[Opening Material for this task section]

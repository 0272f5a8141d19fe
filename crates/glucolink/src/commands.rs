// SPDX-FileCopyrightText: 2026 Glucolink Contributors
// SPDX-License-Identifier: MIT OR Apache-2.0

//! One-shot CLI commands.
//!
//! Each command starts a monitor against the persisted settings, performs
//! one action, and stops the monitor so everything it changed is saved.

use std::sync::Arc;
use std::time::Duration;

use glucolink_agent::{GENERAL_SETTINGS, GeneralSettings, GlucoseMonitor};
use glucolink_config::GlucolinkConfig;
use glucolink_core::{GlucolinkError, PublishedState, SettingsStore, SettingsStoreExt, SystemClock};
use glucolink_plugin::builtin_registry;
use glucolink_storage::JsonFileStore;
use serde::Serialize;
use tracing::debug;

use crate::prompt;

/// Opens the settings directory and starts a monitor on it.
pub async fn open_monitor(config: &GlucolinkConfig) -> Result<GlucoseMonitor, GlucolinkError> {
    let store = open_store(config)?;
    Ok(GlucoseMonitor::start(config, store, builtin_registry(), Arc::new(SystemClock)).await)
}

fn open_store(config: &GlucolinkConfig) -> Result<Arc<dyn SettingsStore>, GlucolinkError> {
    let store = JsonFileStore::open(config.storage.settings_dir.as_str())?;
    debug!(dir = %store.dir().display(), "settings directory opened");
    Ok(Arc::new(store))
}

/// Stops the monitor, preferring the action's error over a shutdown error.
async fn finish<T>(
    monitor: GlucoseMonitor,
    result: Result<T, GlucolinkError>,
) -> Result<T, GlucolinkError> {
    let stopped = monitor.stop().await;
    let value = result?;
    stopped?;
    Ok(value)
}

/// `glucolink sources`
pub async fn run_sources(config: &GlucolinkConfig) -> Result<(), GlucolinkError> {
    let store = open_store(config)?;
    let settings: GeneralSettings =
        store.load(GENERAL_SETTINGS, || GeneralSettings::from_config(&config.freshness));
    let registry = builtin_registry();

    for entry in registry.list() {
        let marker = if settings.selected_source() == Some(entry.id.as_str()) {
            "*"
        } else {
            " "
        };
        println!("{marker} {:<8} {}", entry.id, entry.display_name);
    }
    Ok(())
}

/// `glucolink source <id>`
pub async fn run_select_source(config: &GlucolinkConfig, id: &str) -> Result<(), GlucolinkError> {
    let monitor = open_monitor(config).await?;
    let result = monitor.select_source(id).await;
    finish(monitor, result).await?;
    println!("active source: {id}");
    Ok(())
}

/// `glucolink login --email <email>`
pub async fn run_login(
    config: &GlucolinkConfig,
    email: &str,
    password: Option<String>,
) -> Result<(), GlucolinkError> {
    let password = prompt::login_password(password)?;
    let monitor = open_monitor(config).await?;
    let result = monitor.login(email, &password).await;
    finish(monitor, result).await?;
    println!("logged in as {email}");
    Ok(())
}

/// `glucolink patients`
pub async fn run_patients(config: &GlucolinkConfig) -> Result<(), GlucolinkError> {
    let monitor = open_monitor(config).await?;
    let result = monitor.list_selectable().await;
    let patients = finish(monitor, result).await?;

    if patients.is_empty() {
        println!("no patients available; log in first");
    }
    for patient in patients {
        println!("{}  {}", patient.id, patient.display_name());
    }
    Ok(())
}

/// `glucolink select <patient-id>`
pub async fn run_select_patient(
    config: &GlucolinkConfig,
    patient_id: &str,
) -> Result<(), GlucolinkError> {
    let monitor = open_monitor(config).await?;
    let result = select_patient(&monitor, patient_id).await;
    let name = finish(monitor, result).await?;
    println!("following {name}");
    Ok(())
}

async fn select_patient(
    monitor: &GlucoseMonitor,
    patient_id: &str,
) -> Result<String, GlucolinkError> {
    let patients = monitor.list_selectable().await?;
    let patient = patients
        .iter()
        .find(|p| p.id == patient_id)
        .ok_or_else(|| GlucolinkError::Config(format!("unknown patient id `{patient_id}`")))?;
    monitor.select_active(patient).await?;
    Ok(patient.display_name())
}

/// `glucolink cutoff <secs>`
pub async fn run_cutoff(config: &GlucolinkConfig, secs: u64) -> Result<(), GlucolinkError> {
    let monitor = open_monitor(config).await?;
    let result = monitor.set_freshness_cutoff(secs).await;
    finish(monitor, result).await?;
    println!("freshness cutoff: {secs}s");
    Ok(())
}

/// `glucolink placeholder <value>`
pub async fn run_placeholder(config: &GlucolinkConfig, value: f64) -> Result<(), GlucolinkError> {
    let monitor = open_monitor(config).await?;
    let result = monitor.set_placeholder(value).await;
    finish(monitor, result).await?;
    println!("placeholder value: {value}");
    Ok(())
}

/// `glucolink interval <secs>`
pub async fn run_interval(config: &GlucolinkConfig, secs: u64) -> Result<(), GlucolinkError> {
    let monitor = open_monitor(config).await?;
    let result = monitor.set_poll_interval(Duration::from_secs(secs)).await;
    finish(monitor, result).await?;
    println!("poll interval: {}s", secs.max(1));
    Ok(())
}

#[derive(Debug, Serialize)]
#[serde(rename_all = "camelCase")]
struct StatusReport {
    source: Option<String>,
    #[serde(flatten)]
    state: PublishedState,
    settings: GeneralSettings,
}

/// `glucolink status`
///
/// Waits up to `wait_secs` for the first reading so the value shown is
/// current rather than the startup placeholder.
pub async fn run_status(
    config: &GlucolinkConfig,
    json: bool,
    wait_secs: u64,
) -> Result<(), GlucolinkError> {
    let monitor = open_monitor(config).await?;
    let source = monitor.active_source_id().await;

    if source.is_some() && wait_secs > 0 {
        let mut updates = monitor.subscribe();
        let started = updates.borrow().timestamp;
        let waited = tokio::time::timeout(
            Duration::from_secs(wait_secs),
            updates.wait_for(|s| s.timestamp != started),
        )
        .await;
        if waited.is_err() {
            debug!(wait_secs, "no reading arrived before the wait elapsed");
        }
    }

    let report = StatusReport {
        source,
        state: monitor.state(),
        settings: monitor.settings().await,
    };
    finish(monitor, Ok(())).await?;

    if json {
        let out = serde_json::to_string_pretty(&report)
            .map_err(|e| GlucolinkError::Internal(format!("failed to render status: {e}")))?;
        println!("{out}");
    } else {
        print!("{}", render_status(&report));
    }
    Ok(())
}

fn render_status(report: &StatusReport) -> String {
    format!(
        "source:       {}\n\
         status:       {}\n\
         value:        {} at {}\n\
         cutoff:       {}s\n\
         placeholder:  {}\n",
        report.source.as_deref().unwrap_or("none"),
        report.state.status,
        report.state.value,
        report.state.local_timestamp().format("%Y-%m-%d %H:%M:%S"),
        report.settings.fresh_value_cutoff,
        report.settings.placeholder_value,
    )
}

#[cfg(test)]
mod tests {
    use super::*;
    use glucolink_core::SourceStatus;

    fn config_in(dir: &std::path::Path) -> GlucolinkConfig {
        let mut config = GlucolinkConfig::default();
        config.storage.settings_dir = dir.display().to_string();
        config
    }

    fn stored(dir: &std::path::Path) -> GeneralSettings {
        let store = JsonFileStore::open(dir).unwrap();
        let value = store.load_value(GENERAL_SETTINGS).unwrap().unwrap();
        serde_json::from_value(value).unwrap()
    }

    #[tokio::test]
    async fn cutoff_and_placeholder_are_persisted() {
        let dir = tempfile::tempdir().unwrap();
        let config = config_in(dir.path());

        run_cutoff(&config, 900).await.unwrap();
        run_placeholder(&config, -1.0).await.unwrap();

        let settings = stored(dir.path());
        assert_eq!(settings.fresh_value_cutoff, 900);
        assert_eq!(settings.placeholder_value, -1.0);
    }

    #[tokio::test]
    async fn invalid_cutoff_is_reported() {
        let dir = tempfile::tempdir().unwrap();
        let config = config_in(dir.path());

        let err = run_cutoff(&config, 0).await.unwrap_err();
        assert!(matches!(err, GlucolinkError::Config(_)));
    }

    #[tokio::test]
    async fn source_commands_need_an_active_source() {
        let dir = tempfile::tempdir().unwrap();
        let config = config_in(dir.path());

        let err = run_patients(&config).await.unwrap_err();
        assert!(matches!(err, GlucolinkError::NoActiveSource));
        let err = run_interval(&config, 30).await.unwrap_err();
        assert!(matches!(err, GlucolinkError::NoActiveSource));
    }

    #[tokio::test]
    async fn unknown_source_is_rejected() {
        let dir = tempfile::tempdir().unwrap();
        let config = config_in(dir.path());

        let err = run_select_source(&config, "dexcom").await.unwrap_err();
        assert!(matches!(err, GlucolinkError::SourceNotFound { .. }));
    }

    #[test]
    fn status_report_lists_settings() {
        let report = StatusReport {
            source: Some("llu".into()),
            state: PublishedState {
                value: 123.0,
                timestamp: chrono::Utc::now(),
                status: SourceStatus::LoggedInNoSelection.to_string(),
                sequence: 4,
            },
            settings: GeneralSettings {
                placeholder_value: 0.0,
                fresh_value_cutoff: 300,
                selected_source_id: "llu".into(),
            },
        };

        let text = render_status(&report);
        assert!(text.contains("source:       llu"));
        assert!(text.contains("status:       logged in, no resource selected"));
        assert!(text.contains("value:        123 at "));
        assert!(text.contains("cutoff:       300s"));

        let json = serde_json::to_value(&report).unwrap();
        assert_eq!(json["source"], "llu");
        assert_eq!(json["value"], 123.0);
        assert_eq!(json["settings"]["freshValueCutoff"], 300);
    }
}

[Closing Material for this task section]

Transcribe the records above exactly, from the opening line down to and including the line with "use glucolink_config::GlucolinkConfig;".

repository 0272f5a8141d19fe
filename crates/glucolink/src/commands.rs
// SPDX-FileCopyrightText: 2026 Glucolink Contributors
// SPDX-License-Identifier: MIT OR Apache-2.0

//! One-shot CLI commands.
//!
//! Each command starts a monitor against the persisted settings, performs
//! one action, and stops the monitor so everything it changed is saved.

use std::sync::Arc;
use std::time::Duration;

use glucolink_agent::{GENERAL_SETTINGS, GeneralSettings, GlucoseMonitor};
use glucolink_config::GlucolinkConfig;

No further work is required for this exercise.